The abrupt folding up of Silicon Valley Bank (SVB) on March 10 2023 is another instance of these capital-related prescriptions being found to be inadequate to address liquidity risk. Was the BCBS behind the curve or Gregory Becker, the Chief Executive Officer of SVB Bank, ahead of the curve? What led Becker to jump ahead? He has grown with the bank for more than three decades and has been heading it since 2011. His groundbreaking outreach to start-ups has made the bank’s name synonymous with the innovation sector and Silicon Valley is home to technology and homecare companies. The bank found itself vaulted into the group of top 20 banks in the United States. SVB’s stock joined the S&P 500 index in 2018. It carried customer liabilities close to $ 175 billion. The journey since 1983 has been rosy and juicy and it has an office in Bengaluru, touted as India’s Silicon Valley city.
As part of Fed Reserve’s endeavours to stay ahead of the curve amidst the Covid-19 pandemic, there was an unremitting infusion of liquidity into the system. The central banks of other nations too merrily followed suit.

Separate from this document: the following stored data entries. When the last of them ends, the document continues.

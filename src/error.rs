//! Error types for the bantam orchestration core.
//!
//! The resolution core itself has no fatal errors: inconsistencies surface as
//! [`crate::order::OrderWarning`] data and execution proceeds best-effort.
//! These errors belong to the ambient surface around it (configuration
//! loading, logging setup).

use thiserror::Error;

#[derive(Debug, Error)]
pub enum ConfigError {
    #[error("Configuration load error: {0}")]
    Load(#[from] config::ConfigError),

    #[error("Configuration I/O error: {0}")]
    Io(#[from] std::io::Error),

    #[error("Invalid log directive: {0}")]
    LogDirective(String),

    #[error("Invalid configuration value: {0}")]
    Invalid(String),
}
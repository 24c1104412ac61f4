//! The merged service registry and its builder.
//!
//! One registry is built per orchestration run. It owns its definitions
//! exclusively; merged values are copies, never references back into the
//! catalog.

use crate::catalog::{self, Catalog};
use crate::network::NetworkDefinition;
use crate::order::{self, OrderWarning};
use crate::service::{merge_with_default, ServiceDefinition};
use serde::{Deserialize, Serialize};
use std::collections::HashMap;
use tracing::debug;

/// Whether the built-in catalog participates in registry construction.
///
/// `UserOnly` is the escape hatch letting a user run with zero built-in
/// services.
#[derive(Debug, Clone, Copy, PartialEq, Eq)]
pub enum DefaultsMode {
    WithDefaults,
    UserOnly,
}

impl DefaultsMode {
    /// Map the configuration file's `defaults` flag onto an explicit mode.
    pub fn from_flag(defaults: bool) -> Self {
        if defaults {
            DefaultsMode::WithDefaults
        } else {
            DefaultsMode::UserOnly
        }
    }
}

/// The final mapping from logical service name to definition, plus the
/// derived start order.
#[derive(Debug, Clone, Default, Serialize, Deserialize)]
pub struct Registry {
    #[serde(default)]
    pub services: HashMap<String, ServiceDefinition>,

    /// Start order over the keys of `services`. Valid only after
    /// [`Registry::sort_services`] has run; holds every key exactly once.
    #[serde(default)]
    pub sorted_services: Vec<String>,
}

impl Registry {
    pub fn new(services: HashMap<String, ServiceDefinition>) -> Self {
        Self {
            services,
            sorted_services: Vec::new(),
        }
    }

    pub fn len(&self) -> usize {
        self.services.len()
    }

    pub fn is_empty(&self) -> bool {
        self.services.is_empty()
    }

    pub fn get(&self, name: &str) -> Option<&ServiceDefinition> {
        self.services.get(name)
    }

    /// Derive and store the start order, returning any legacy-width
    /// warnings. Definitions are never mutated here.
    pub fn sort_services(&mut self) -> Vec<OrderWarning> {
        let (ordered, warnings) = order::resolve(&self.services);
        self.sorted_services = ordered;
        warnings
    }
}

/// Assembles a [`Registry`] from the catalog defaults and the user's
/// possibly-partial service map.
#[derive(Debug)]
pub struct RegistryBuilder<'a> {
    catalog: &'a Catalog,
    mode: DefaultsMode,
}

impl<'a> RegistryBuilder<'a> {
    pub fn new(catalog: &'a Catalog, mode: DefaultsMode) -> Self {
        Self { catalog, mode }
    }

    /// Build the registry.
    ///
    /// In `UserOnly` mode the registry is exactly the user map, possibly
    /// empty. In `WithDefaults` mode each catalog entry is merged against the
    /// user's entry of the same name (whole-value replacement, see
    /// [`merge_with_default`]), and afterwards the reverse proxy and mail
    /// capture get their default-ports bindings patched in if the merge left
    /// `port_bindings` unconfigured. User entries for names the catalog does
    /// not know are kept as-is.
    pub fn build(
        &self,
        user_services: Option<HashMap<String, ServiceDefinition>>,
    ) -> Registry {
        let mut services = user_services.unwrap_or_default();

        if self.mode == DefaultsMode::UserOnly {
            debug!(services = services.len(), "built registry without catalog defaults");
            return Registry::new(services);
        }

        for (name, default) in &self.catalog.services {
            let merged = merge_with_default(default, services.get(name));
            services.insert(name.clone(), merged);
        }

        // Port 80 on the proxy and 1025 on mail capture must always be
        // usable, even when a user override said nothing about ports. Only
        // the bindings are patched; the rest of the merged entry stands.
        for name in [catalog::HAPROXY, catalog::MAILHOG] {
            let needs_ports = services
                .get(name)
                .map_or(false, |s| s.port_bindings.is_none());
            if needs_ports {
                if let (Some(entry), Some(variant)) = (
                    services.get_mut(name),
                    Catalog::default_ports_variant(name),
                ) {
                    entry.port_bindings = variant.port_bindings;
                }
            }
        }

        debug!(services = services.len(), "built registry with catalog defaults");
        Registry::new(services)
    }

    /// Resolve the network map: the user's networks if supplied, otherwise
    /// the single default network when defaults are enabled. Network
    /// injection is a defaults-mode feature; `UserOnly` without user networks
    /// yields an empty map.
    pub fn networks(
        &self,
        user_networks: Option<HashMap<String, NetworkDefinition>>,
    ) -> HashMap<String, NetworkDefinition> {
        match (user_networks, self.mode) {
            (Some(networks), _) => networks,
            (None, DefaultsMode::WithDefaults) => HashMap::from([(
                catalog::DEFAULT_NETWORK.to_string(),
                self.catalog.default_network.clone(),
            )]),
            (None, DefaultsMode::UserOnly) => HashMap::new(),
        }
    }
}
//! Logging System
//!
//! Structured logging via the `tracing` crate: configurable level, output
//! format, and per-module directives. This crate is a library consumed by a
//! short-lived orchestrator process, so output goes to stdout; there is no
//! file logging or rotation here.

use crate::error::ConfigError;
use serde::{Deserialize, Serialize};
use std::collections::HashMap;
use tracing_subscriber::fmt::time::ChronoUtc;
use tracing_subscriber::{fmt, layer::SubscriberExt, util::SubscriberInitExt, EnvFilter, Registry};

/// Logging configuration
#[derive(Debug, Clone, PartialEq, Serialize, Deserialize)]
pub struct LoggingConfig {
    /// Log level: trace, debug, info, warn, error, off
    #[serde(default = "default_log_level")]
    pub level: String,

    /// Output format: json, text (default: text)
    #[serde(default = "default_format")]
    pub format: String,

    /// Enable colored output (text format only)
    #[serde(default = "default_true")]
    pub color: bool,

    /// Module-specific log levels
    #[serde(default)]
    pub modules: HashMap<String, String>,
}

fn default_log_level() -> String {
    "info".to_string()
}

fn default_format() -> String {
    "text".to_string()
}

fn default_true() -> bool {
    true
}

impl Default for LoggingConfig {
    fn default() -> Self {
        Self {
            level: default_log_level(),
            format: default_format(),
            color: default_true(),
            modules: HashMap::new(),
        }
    }
}

/// Initialize the logging system.
///
/// Priority order (highest to lowest):
/// 1. Environment variables (`BANTAM_LOG`, `BANTAM_LOG_FORMAT`,
///    `BANTAM_LOG_MODULES`)
/// 2. Configuration file
/// 3. Defaults
pub fn init_logging(config: Option<&LoggingConfig>) -> Result<(), ConfigError> {
    let filter = build_env_filter(config)?;
    let format = determine_format(config)?;
    let use_color = config.map(|c| c.color).unwrap_or(true);

    let base_subscriber = Registry::default().with(filter);

    if format == "json" {
        base_subscriber
            .with(
                fmt::layer()
                    .json()
                    .with_target(true)
                    .with_timer(ChronoUtc::rfc_3339())
                    .with_writer(std::io::stdout),
            )
            .init();
    } else {
        base_subscriber
            .with(
                fmt::layer()
                    .with_target(true)
                    .with_timer(ChronoUtc::rfc_3339())
                    .with_ansi(use_color)
                    .with_writer(std::io::stdout),
            )
            .init();
    }

    Ok(())
}

/// Build environment filter from config or environment variables
fn build_env_filter(config: Option<&LoggingConfig>) -> Result<EnvFilter, ConfigError> {
    if let Ok(filter) = EnvFilter::try_from_env("BANTAM_LOG") {
        return Ok(filter);
    }

    let level = config.map(|c| c.level.as_str()).unwrap_or("info");

    if level == "off" {
        return Ok(EnvFilter::new("off"));
    }

    let mut filter = EnvFilter::new(level);

    if let Some(config) = config {
        for (module, module_level) in &config.modules {
            let directive = format!("{}={}", module, module_level);
            filter = filter.add_directive(
                directive
                    .parse()
                    .map_err(|e| ConfigError::LogDirective(format!("{}: {}", directive, e)))?,
            );
        }
    }

    if let Ok(modules_str) = std::env::var("BANTAM_LOG_MODULES") {
        for module_spec in modules_str.split(',') {
            let parts: Vec<&str> = module_spec.split('=').collect();
            if parts.len() == 2 {
                let directive = format!("{}={}", parts[0].trim(), parts[1].trim());
                filter = filter.add_directive(directive.parse().map_err(|e| {
                    ConfigError::LogDirective(format!("{} (from env): {}", directive, e))
                })?);
            }
        }
    }

    Ok(filter)
}

/// Determine output format from config or environment
fn determine_format(config: Option<&LoggingConfig>) -> Result<String, ConfigError> {
    if let Ok(format) = std::env::var("BANTAM_LOG_FORMAT") {
        if format == "json" || format == "text" {
            return Ok(format);
        }
    }

    let format = config.map(|c| c.format.as_str()).unwrap_or("text");

    if format != "json" && format != "text" {
        return Err(ConfigError::Invalid(format!(
            "Invalid log format: {} (must be 'json' or 'text')",
            format
        )));
    }

    Ok(format.to_string())
}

When the Fed Reserve had to grapple with roiling inflation, it began pulling the trigger for rate hikes. The benchmark US Ten-Year sovereign curve touched 4.01 % on March 9, 2023 from the low of 0.54% on 21st April 2020. The start-ups and the public in general found it difficult to fund their needs after the 347 basis points rise in the benchmark yield curve.
They began demanding funds from banks, SVB included. SVB had to offload its investments in US Treasuries to meet the liquidity needs. The liquidity came at a heavy price. As interest rates had gone up, the price of treasury bonds had dropped. The resultant failure to generate liquidity dented the capital base of SVB. It announced a stock sale to shore up capital. The market is self-fulfilling. The stock lost 60% in a single day. The capital raising plan had to be shelved. Before Gregory Becker could retrace the curve, the Federal Deposit Insurance Corporation (FDIC) stepped in on March 10 and placed the bank under receivership. While the deposit liabilities of SVB are at $175 billion, the FDIC offers insurance protection only up to $250,000 to each retail investor. The financial loss to the public in an economy that is staring at recession is humungous.
The collateral damage to the financial sector has been contagious. Other banking stocks lost $52 billion in market value on a single day.
The tussle between the devas and asuras as to who will hold the head and tail of the serpent Vasuki while churning the milky ocean for Amrut is well known. Similarly, the tussle between regulators and market functionaries will always exist. The BCBS may push for Basel Accord “n”, yet the likes of Gregory Becker would be nudged by avarice to jump the curve.